登录服务器后先用 df -h 查看各挂载点使用率,重点关注 Use% 超 98% 的分区(如 / 或 /var),再用 df -i 检查 inode 是否耗尽;接着用 du 和 find 分层定位大目录和大文件,注意隐藏文件;若删除后空间未释放,用 lsof +L1 查找被进程占用的已删文件;清理优先 truncate、压缩或 logrotate,避免直接 rm;长期需配置日志轮转和定期清理脚本。
先看哪块盘满了
登录服务器后第一件事不是乱翻文件,而是用 df -h 快速确认哪个挂载点使用率超标。重点关注 Use% 列,比如显示 98% 或 100% 的分区(常见是 / 或 /var)。如果看到 tmpfs 或 devtmpfs 占用高不用管——它们是内存虚拟文件系统,不占真实磁盘。
顺手加个 df -i,检查 inode 是否耗尽。有些场景磁盘空间还有余量,但因生成了海量小文件(如日志碎片、缓存临时文件),导致 IUse% 达到 100%,这时 touch 新文件或写日志会失败,但 df -h 看不出异常。
定位“真凶”目录和文件
找到问题分区后,进入该挂载点(比如 cd /),用以下命令分层缩小范围:
- 查一级子目录总大小:
du -sh * 2>/dev/NULL | sort -hr | head -20—— 快速看出谁最吃空间,比如/var占 35G,/home占 2G - 进大目录继续深挖:
cd /var && du -sh * 2>/dev/null | sort -hr | head -10—— 很可能发现/var/log或/var/lib/docker是元凶 - 找具体大文件:
find /var/log -type f -size +100M -exec ls -lh {} ;—— 直接列出所有超 100MB 的日志文件 - 别漏隐藏文件:
du -ah --max-depth=1 . | sort -rh | head -15——-a包含点开头的隐藏项,有时.cache或.local/share暗藏巨无霸
注意“删了也白删”的陷阱
执行 rm 后 df -h 空间没释放?大概率是文件已被删除,但仍有进程在读写它,系统无法真正回收空间。
用这两个命令验证:
-
lsof +L1—— 列出所有已删除但仍被打开的文件(带DEL标记) -
lsof | grep deleted—— 更直观,附带 PID 和进程名
例如输出里有 java 1234 root 12w REG 8,1 2.1G ... /var/log/app.log (deleted),说明 Java 进程还在往这个已删文件写日志。
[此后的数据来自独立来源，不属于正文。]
//! Начальные данные для первого запуска (снимок в хранилище отсутствует)

use crate::domain::a001_category::{CategoryDefinition, Taxonomy, UNCATEGORIZED};
use crate::domain::a002_inventory_item::{InventoryItem, SizeLabel, Sizes};
use crate::shared::InventoryState;

pub fn seed_taxonomy() -> Taxonomy {
    Taxonomy::new(vec![
        CategoryDefinition::with_subcategories(
            "Men",
            &["Casual Wear", "Cuban", "Default", "Oxford"],
        ),
        CategoryDefinition::with_subcategories("Women", &["Blouses", "Default", "Dresses"]),
        CategoryDefinition::new(UNCATEGORIZED),
    ])
}

struct SeedItem {
    name: &'static str,
    sku: &'static str,
    category: &'static str,
    subcategory: &'static str,
    sizes: &'static [(SizeLabel, u32)],
    price: f64,
    description: &'static str,
}

const SEED_ITEMS: &[SeedItem] = &[
    SeedItem {
        name: "Oxford Button-Down",
        sku: "MEN-OXF-001",
        category: "Men",
        subcategory: "Oxford",
        sizes: &[
            (SizeLabel::S, 4),
            (SizeLabel::M, 8),
            (SizeLabel::L, 6),
            (SizeLabel::XL, 3),
        ],
        price: 59.0,
        description: "Cotton oxford shirt with button-down collar",
    },
    SeedItem {
        name: "Cuban Collar Shirt",
        sku: "MEN-CUB-001",
        category: "Men",
        subcategory: "Cuban",
        sizes: &[(SizeLabel::M, 5), (SizeLabel::L, 5), (SizeLabel::XXL, 2)],
        price: 45.0,
        description: "Short sleeve camp collar shirt",
    },
    SeedItem {
        name: "Linen Casual Shirt",
        sku: "MEN-CAS-001",
        category: "Men",
        subcategory: "Casual Wear",
        sizes: &[
            (SizeLabel::S, 3),
            (SizeLabel::M, 7),
            (SizeLabel::L, 4),
            (SizeLabel::Xxxl, 1),
        ],
        price: 39.5,
        description: "Relaxed fit linen shirt",
    },
    SeedItem {
        name: "Floral Wrap Dress",
        sku: "WOM-DRS-001",
        category: "Women",
        subcategory: "Dresses",
        sizes: &[(SizeLabel::XS, 2), (SizeLabel::S, 6), (SizeLabel::M, 4)],
        price: 79.0,
        description: "Midi wrap dress with floral print",
    },
    SeedItem {
        name: "Silk Blouse",
        sku: "WOM-BLS-001",
        category: "Women",
        subcategory: "Blouses",
        sizes: &[(SizeLabel::XS, 3), (SizeLabel::S, 3), (SizeLabel::M, 2)],
        price: 65.0,
        description: "Lightweight silk blouse",
    },
];

/// Товары начального набора, привязанные к переданной таксономии
pub fn seed_items(taxonomy: &Taxonomy) -> Vec<InventoryItem> {
    SEED_ITEMS
        .iter()
        .filter_map(|seed| {
            let category = taxonomy.by_name(seed.category)?;
            let subcategory = category.subcategory_by_name(seed.subcategory)?;
            Some(InventoryItem::new_for_insert(
                seed.name.to_string(),
                seed.sku.to_string(),
                category.id,
                subcategory.id,
                Sizes::from_pairs(seed.sizes),
                seed.price,
                Some(seed.description.to_string()),
                None,
            ))
        })
        .collect()
}

pub fn seed_state() -> InventoryState {
    let taxonomy = seed_taxonomy();
    let catalog = seed_items(&taxonomy);
    InventoryState::new(taxonomy, catalog)
}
解决办法是:重启对应服务(推荐),或 kill -HUP 1234(若支持重载日志句柄),不建议直接 kill -9 除非确认无影响。
安全清理与长期预防
确认目标后,清理要讲策略:
- 日志类:优先用
truncate -s 0 /path/to/big.log清空内容(保留文件句柄,不中断服务),或gzip压缩后删原文件 - 临时目录:
find /tmp -mtime +7 -delete、find /var/tmp -mtime +7 -delete - 包管理缓存:
apt-get clean(debian/ubuntu)或yum clean all(RHEL/centos) - 旧内核:
dpkg --list | grep '^ii linux-image-' | awk '{print $2}' | sort -V | sed -n '/'$(uname -r)'!p' | xargs apt-get -y purge(Ubuntu)
长期预防靠两件事:一是配好 logrotate(比如 /etc/logrotate.d/nginx),二是定期跑轻量清理脚本(每天清 7 天前日志 + 压缩超 500MB 的活跃日志)。不需要全自动删一切,留 10%~15% 缓冲空间更稳妥。
基本上就这些。流程不复杂,但容易忽略 inode、deleted 文件、隐藏路径这三处关键盲点。